My partial code with this model, rest can be referred from langchain and ctranformers docs. It works well.

from langchain.vectorstores import FAISS
from ctransformers.langchain import CTransformers
from langchain.chains import RetrievalQA
from langchain.embeddings import HuggingFaceInstructEmbeddings

llm = CTransformers(model='D:\\Ai\\models\\MPT-7B-Instruct-GGML\\mpt-7b-instruct.ggmlv3.q5_0.bin', 
                    model_type='mpt')

instructor_embeddings = HuggingFaceInstructEmbeddings(model_name="sentence-transformers/all-MiniLM-L6-v2", 
                                                      model_kwargs={"device": "cpu"})

db = FAISS.load_local("faiss_index", instructor_embeddings)
retriever = db.as_retriever(search_kwargs={"k": 3})

qa_chain = RetrievalQA.from_chain_type(llm=llm, 
                                  chain_type="stuff", 
                                  retriever=retriever)

When trying the code above, it returns OSError: /lib64/libm.so.6: version `GLIBC_2.29' not found for the Ctransformers library.. any way to use Ctransformers without upgrading the GLIBC version?

TheBloke

Owner Jun 20, 2023

@nicoleds Try building from source, which will also enable you to get GPU acceleration if you have CUDA toolkit installed:

CT_CUBLAS=1 pip install ctransformers --no-binary ctransformers

nicoleds

Jun 20, 2023

@nicoleds Try building from source, which will also enable you to get GPU acceleration if you have CUDA toolkit installed:
CT_CUBLAS=1 pip install ctransformers --no-binary ctransformers
Thanks for the reply, what if I only have CPU? No available GPU

TheBloke

Owner Jun 20, 2023

Then just leave out the CT_CUBLAS=1 part:

pip install ctransformers --no-binary ctransformers

beejay

Jun 24, 2023

My partial code with this model, rest can be referred from langchain and ctranformers docs. It works well.

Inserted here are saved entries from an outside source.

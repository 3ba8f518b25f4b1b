//! Cheapest-fuel query server.
//!
//! A web service that aggregates station and price feeds from the
//! government fuel-data provider and answers: "where is the cheapest
//! fuel near this location?"

pub mod auth;
pub mod cache;
pub mod domain;
pub mod fuel;
pub mod geo;
pub mod postcode;
pub mod query;
pub mod ranking;
pub mod web;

from langchain.vectorstores import FAISS
from ctransformers.langchain import CTransformers
from langchain.chains import RetrievalQA
from langchain.embeddings import HuggingFaceInstructEmbeddings

llm = CTransformers(model='D:\\Ai\\models\\MPT-7B-Instruct-GGML\\mpt-7b-instruct.ggmlv3.q5_0.bin', 
                    model_type='mpt')

instructor_embeddings = HuggingFaceInstructEmbeddings(model_name="sentence-transformers/all-MiniLM-L6-v2", 
                                                      model_kwargs={"device": "cpu"})

db = FAISS.load_local("faiss_index", instructor_embeddings)
retriever = db.as_retriever(search_kwargs={"k": 3})

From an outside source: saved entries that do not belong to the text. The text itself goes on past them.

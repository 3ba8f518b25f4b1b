//! Access-token lifecycle.
//!
//! Tokens are short-lived; a safety margin is subtracted from the
//! reported lifetime so a token is refreshed before it can expire
//! mid-request. The credential slot lives behind a mutex held across
//! the exchange, so N racing callers trigger at most one refresh and
//! all observe its result.

use std::future::Future;
use std::time::{Duration, Instant};

use tokio::sync::Mutex;

use super::client::IssuedToken;
use super::error::AuthError;

/// Refresh this long before the reported expiry.
const DEFAULT_SAFETY_MARGIN: Duration = Duration::from_secs(30);

/// Floor applied to the reported token lifetime.
const DEFAULT_MIN_TTL: Duration = Duration::from_secs(60);

/// Capability to exchange client credentials for a bearer token.
///
/// The `Send` bound on the returned future keeps [`TokenManager`]
/// usable from multi-threaded request handlers.
pub trait TokenExchange: Send + Sync {
    fn exchange(&self) -> impl Future<Output = Result<IssuedToken, AuthError>> + Send;
}

/// A cached credential: the token plus the instant it becomes stale.
#[derive(Debug, Clone)]
struct Credential {
    token: String,
    expires_at: Instant,
}

/// Caches an upstream access token, refreshing it before expiry.
pub struct TokenManager<C> {
    exchanger: C,
    margin: Duration,
    min_ttl: Duration,
    current: Mutex<Option<Credential>>,
}

impl<C: TokenExchange> TokenManager<C> {
    /// Create a manager around the given exchanger.
    pub fn new(exchanger: C) -> Self {
        Self {
            exchanger,
            margin: DEFAULT_SAFETY_MARGIN,
            min_ttl: DEFAULT_MIN_TTL,
            current: Mutex::new(None),
        }
    }

    /// Set the safety margin subtracted from the reported expiry.
    pub fn with_margin(mut self, margin: Duration) -> Self {
        self.margin = margin;
        self
    }

    /// Set the floor applied to the reported token lifetime.
    pub fn with_min_ttl(mut self, min_ttl: Duration) -> Self {
        self.min_ttl = min_ttl;
        self
    }

    /// Return a token valid for at least the safety margin.
    ///
    /// The common path returns the cached token without any network
    /// call. On the refresh path the credential lock is held across the
    /// exchange; concurrent callers wait and then read the fresh token
    /// rather than issuing their own exchanges.
    pub async fn get_token(&self) -> Result<String, AuthError> {
        let mut current = self.current.lock().await;

        if let Some(cred) = current.as_ref()
            && Instant::now() < cred.expires_at
        {
            return Ok(cred.token.clone());
        }

        let issued = self.exchanger.exchange().await?;
        let ttl = Duration::from_secs(issued.expires_in).max(self.min_ttl);
        let expires_at = Instant::now() + ttl.saturating_sub(self.margin);

        tracing::debug!(ttl_secs = ttl.as_secs(), "refreshed upstream access token");

        let token = issued.access_token;
        *current = Some(Credential {
            token: token.clone(),
            expires_at,
        });

        Ok(token)
    }
}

qa_chain = RetrievalQA.from_chain_type(llm=llm, 
                                  chain_type="stuff", 
                                  retriever=retriever)

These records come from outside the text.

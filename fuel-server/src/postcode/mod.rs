//! Postcode geocoding adapter.
//!
//! Resolves a free-text postal code to a coordinate pair via the
//! public geocoding service. Queries that already carry coordinates
//! bypass this module entirely.

mod client;
mod error;

pub use client::{PostcodeClient, PostcodeClientConfig};
pub use error::GeocodeError;
//! Fuel-data client error types.

use std::fmt;

/// Errors from the fuel-data HTTP client.
///
/// Carries only owned strings so that errors can be cloned out of the
/// cache layer, which shares one refresh failure among all waiters.
#[derive(Debug, Clone, PartialEq, Eq)]
pub enum FuelApiError {
    /// HTTP transport failed (connection refused, DNS, ...)
    Http { resource: String, message: String },

    /// The request exceeded its timeout
    Timeout { resource: String },

    /// The API returned an error status code
    Api {
        resource: String,
        status: u16,
        body: String,
    },

    /// A page body was not a JSON array of records
    MalformedPage {
        resource: String,
        message: String,
        body: String,
    },
}

impl FuelApiError {
    /// The resource (feed) the failing request was for.
    pub fn resource(&self) -> &str {
        match self {
            FuelApiError::Http { resource, .. }
            | FuelApiError::Timeout { resource }
            | FuelApiError::Api { resource, .. }
            | FuelApiError::MalformedPage { resource, .. } => resource,
        }
    }
}

impl fmt::Display for FuelApiError {
    fn fmt(&self, f: &mut fmt::Formatter<'_>) -> fmt::Result {
        match self {
            FuelApiError::Http { resource, message } => {
                write!(f, "HTTP error fetching {resource}: {message}")
            }
            FuelApiError::Timeout { resource } => {
                write!(f, "timed out fetching {resource}")
            }
            FuelApiError::Api {
                resource,
                status,
                body,
            } => {
                write!(f, "API error {status} fetching {resource}: {body}")
            }
            FuelApiError::MalformedPage {
                resource, message, ..
            } => {
                write!(f, "malformed page from {resource}: {message}")
            }
        }
    }
}

impl std::error::Error for FuelApiError {}
//! Fuel-data API response DTOs.
//!
//! These types map directly to the provider's JSON feeds. They use
//! `Option` liberally because the feeds omit fields rather than sending
//! null in many cases; conversion into domain records decides what is
//! usable.

use serde::Deserialize;

use crate::domain::{FuelPrice, PriceRecord, Station};

/// One station record from the station-metadata feed.
#[derive(Debug, Clone, Deserialize)]
#[serde(rename_all = "camelCase")]
pub struct StationDto {
    /// Stable site identifier.
    pub site_id: Option<String>,

    /// Display name of the forecourt.
    pub name: Option<String>,

    /// Brand (e.g. supermarket chain), if published.
    pub brand: Option<String>,

    /// Postal code of the site.
    pub postcode: Option<String>,

    /// Latitude in decimal degrees.
    pub latitude: Option<f64>,

    /// Longitude in decimal degrees.
    pub longitude: Option<f64>,
}

impl StationDto {
    /// Convert into a domain record.
    ///
    /// Returns `None` for records without an identifier or with
    /// missing/non-finite coordinates; such records are dropped at
    /// ingestion and never cached.
    pub fn into_station(self) -> Option<Station> {
        let id = self.site_id.filter(|id| !id.is_empty())?;

        let latitude = self.latitude.filter(|v| v.is_finite())?;
        let longitude = self.longitude.filter(|v| v.is_finite())?;

        let name = self.name.unwrap_or_else(|| id.clone());

        Some(Station {
            id,
            name,
            brand: self.brand,
            postcode: self.postcode.unwrap_or_default(),
            latitude,
            longitude,
        })
    }
}

/// One station's entry in the price feed.
#[derive(Debug, Clone, Deserialize)]
#[serde(rename_all = "camelCase")]
pub struct PriceDto {
    /// Identifier of the station the prices belong to.
    pub site_id: Option<String>,

    /// Quotes for this station.
    #[serde(default)]
    pub prices: Vec<FuelPriceDto>,
}

/// A single quote within a price record.
#[derive(Debug, Clone, Deserialize)]
#[serde(rename_all = "camelCase")]
pub struct FuelPriceDto {
    /// Fuel-type label (e.g. "E10").
    pub fuel_type: Option<String>,

    /// Price per unit; absent when the pump is out of service.
    pub price: Option<f64>,
}

impl PriceDto {
    /// Convert into a domain record, dropping quotes without a label or
    /// price. Returns `None` for records without a station identifier.
    pub fn into_record(self) -> Option<PriceRecord> {
        let station_id = self.site_id.filter(|id| !id.is_empty())?;

        let fuels = self
            .prices
            .into_iter()
            .filter_map(|quote| {
                let fuel_type = quote.fuel_type.filter(|t| !t.is_empty())?;
                let price = quote.price?;
                Some(FuelPrice { fuel_type, price })
            })
            .collect();

        Some(PriceRecord { station_id, fuels })
    }
}

#[cfg(test)]
mod tests {
    use super::*;

    #[test]
    fn station_decodes_from_feed_json() {
        let json = r#"{
            "siteId": "gfs-001",
            "name": "Westminster Services",
            "brand": "Acme Fuels",
            "postcode": "SW1A 1AA",
            "latitude": 51.50,
            "longitude": -0.12
        }"#;

        let dto: StationDto = serde_json::from_str(json).unwrap();
        let station = dto.into_station().unwrap();

        assert_eq!(station.id, "gfs-001");
        assert_eq!(station.name, "Westminster Services");
        assert_eq!(station.brand.as_deref(), Some("Acme Fuels"));
        assert_eq!(station.postcode, "SW1A 1AA");
        assert_eq!(station.latitude, 51.50);
    }

    #[test]
    fn station_without_id_is_dropped() {
        let dto: StationDto = serde_json::from_str(r#"{"latitude": 51.5, "longitude": 0.0}"#).unwrap();
        assert!(dto.into_station().is_none());
    }

    #[test]
    fn station_without_coordinates_is_dropped() {
        let dto: StationDto = serde_json::from_str(r#"{"siteId": "gfs-002"}"#).unwrap();
        assert!(dto.into_station().is_none());

        let dto: StationDto =
            serde_json::from_str(r#"{"siteId": "gfs-002", "latitude": 51.5}"#).unwrap();
        assert!(dto.into_station().is_none());
    }

    #[test]
    fn station_name_falls_back_to_id() {
        let json = r#"{"siteId": "gfs-003", "latitude": 51.5, "longitude": -0.1}"#;
        let dto: StationDto = serde_json::from_str(json).unwrap();
        let station = dto.into_station().unwrap();

        assert_eq!(station.name, "gfs-003");
        assert_eq!(station.postcode, "");
    }

    #[test]
    fn price_record_decodes_from_feed_json() {
        let json = r#"{
            "siteId": "gfs-001",
            "prices": [
                {"fuelType": "E10", "price": 140.9},
                {"fuelType": "B7", "price": 148.5}
            ]
        }"#;

        let dto: PriceDto = serde_json::from_str(json).unwrap();
        let record = dto.into_record().unwrap();

        assert_eq!(record.station_id, "gfs-001");
        assert_eq!(record.fuels.len(), 2);
        assert_eq!(record.price_for("E10"), Some(140.9));
    }

    #[test]
    fn quotes_without_price_are_dropped() {
        let json = r#"{
            "siteId": "gfs-001",
            "prices": [
                {"fuelType": "E10"},
                {"price": 140.9},
                {"fuelType": "B7", "price": 148.5}
            ]
        }"#;

        let dto: PriceDto = serde_json::from_str(json).unwrap();
        let record = dto.into_record().unwrap();

        assert_eq!(record.fuels.len(), 1);
        assert_eq!(record.fuels[0].fuel_type, "B7");
    }

    #[test]
    fn price_record_without_station_id_is_dropped() {
        let dto: PriceDto = serde_json::from_str(r#"{"prices": []}"#).unwrap();
        assert!(dto.into_record().is_none());
    }

    #[test]
    fn missing_prices_array_defaults_to_empty() {
        let dto: PriceDto = serde_json::from_str(r#"{"siteId": "gfs-001"}"#).unwrap();
        let record = dto.into_record().unwrap();
        assert!(record.fuels.is_empty());
    }
}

@vsns It would be great if you can share a more complete example code where this works for you. I have been trying your example and others from langchain on many of these models but the responses are non-sensical and/or completely outside the context. Very similar code just works with OpenAI models (ada for embedding and 3.5 turbo as the model) making me wonder if I am doing something wrong or these models are just not capable.

vsns

Jun 24, 2023

My partial code with this model, rest can be referred from langchain and ctranformers docs. It works well.
from langchain.vectorstores import FAISS
from ctransformers.langchain import CTransformers
from langchain.chains import RetrievalQA
from langchain.embeddings import HuggingFaceInstructEmbeddings

llm = CTransformers(model='D:\\Ai\\models\\MPT-7B-Instruct-GGML\\mpt-7b-instruct.ggmlv3.q5_0.bin', 
                    model_type='mpt')

instructor_embeddings = HuggingFaceInstructEmbeddings(model_name="sentence-transformers/all-MiniLM-L6-v2", 
                                                      model_kwargs={"device": "cpu"})

db = FAISS.load_local("faiss_index", instructor_embeddings)
retriever = db.as_retriever(search_kwargs={"k": 3})

qa_chain = RetrievalQA.from_chain_type(llm=llm, 
                                  chain_type="stuff", 
                                  retriever=retriever)
@vsns It would be great if you can share a more complete example code where this works for you. I have been trying your example and others from langchain on many of these models but the responses are non-sensical and/or completely outside the context. Very similar code just works with OpenAI models (ada for embedding and 3.5 turbo as the model) making me wonder if I am doing something wrong or these models are just not capable.

Here you go:

import typer

# 0xVs

from ctransformers.langchain import CTransformers
from langchain.vectorstores import FAISS
from langchain.embeddings import HuggingFaceInstructEmbeddings
from langchain.document_loaders import DirectoryLoader
from langchain.text_splitter import SentenceTransformersTokenTextSplitter
from langchain.document_loaders import PDFPlumberLoader
from langchain.text_splitter import RecursiveCharacterTextSplitter
from langchain.chains import ConversationalRetrievalChain
from langchain.memory import ConversationBufferMemory
from rich import print
from rich.prompt import Prompt

app = typer.Typer()
device = "cpu"



@app

	.command()
def import_pdfs(dir: str, embedding_model="sentence-transformers/all-MiniLM-L6-v2"):
    loader = DirectoryLoader(dir, glob="./*.pdf", loader_cls=PDFPlumberLoader, show_progress=True)
    documents = loader.load()
    text_splitter = RecursiveCharacterTextSplitter(chunk_size=512, chunk_overlap=0)
    docs = text_splitter.split_documents(documents)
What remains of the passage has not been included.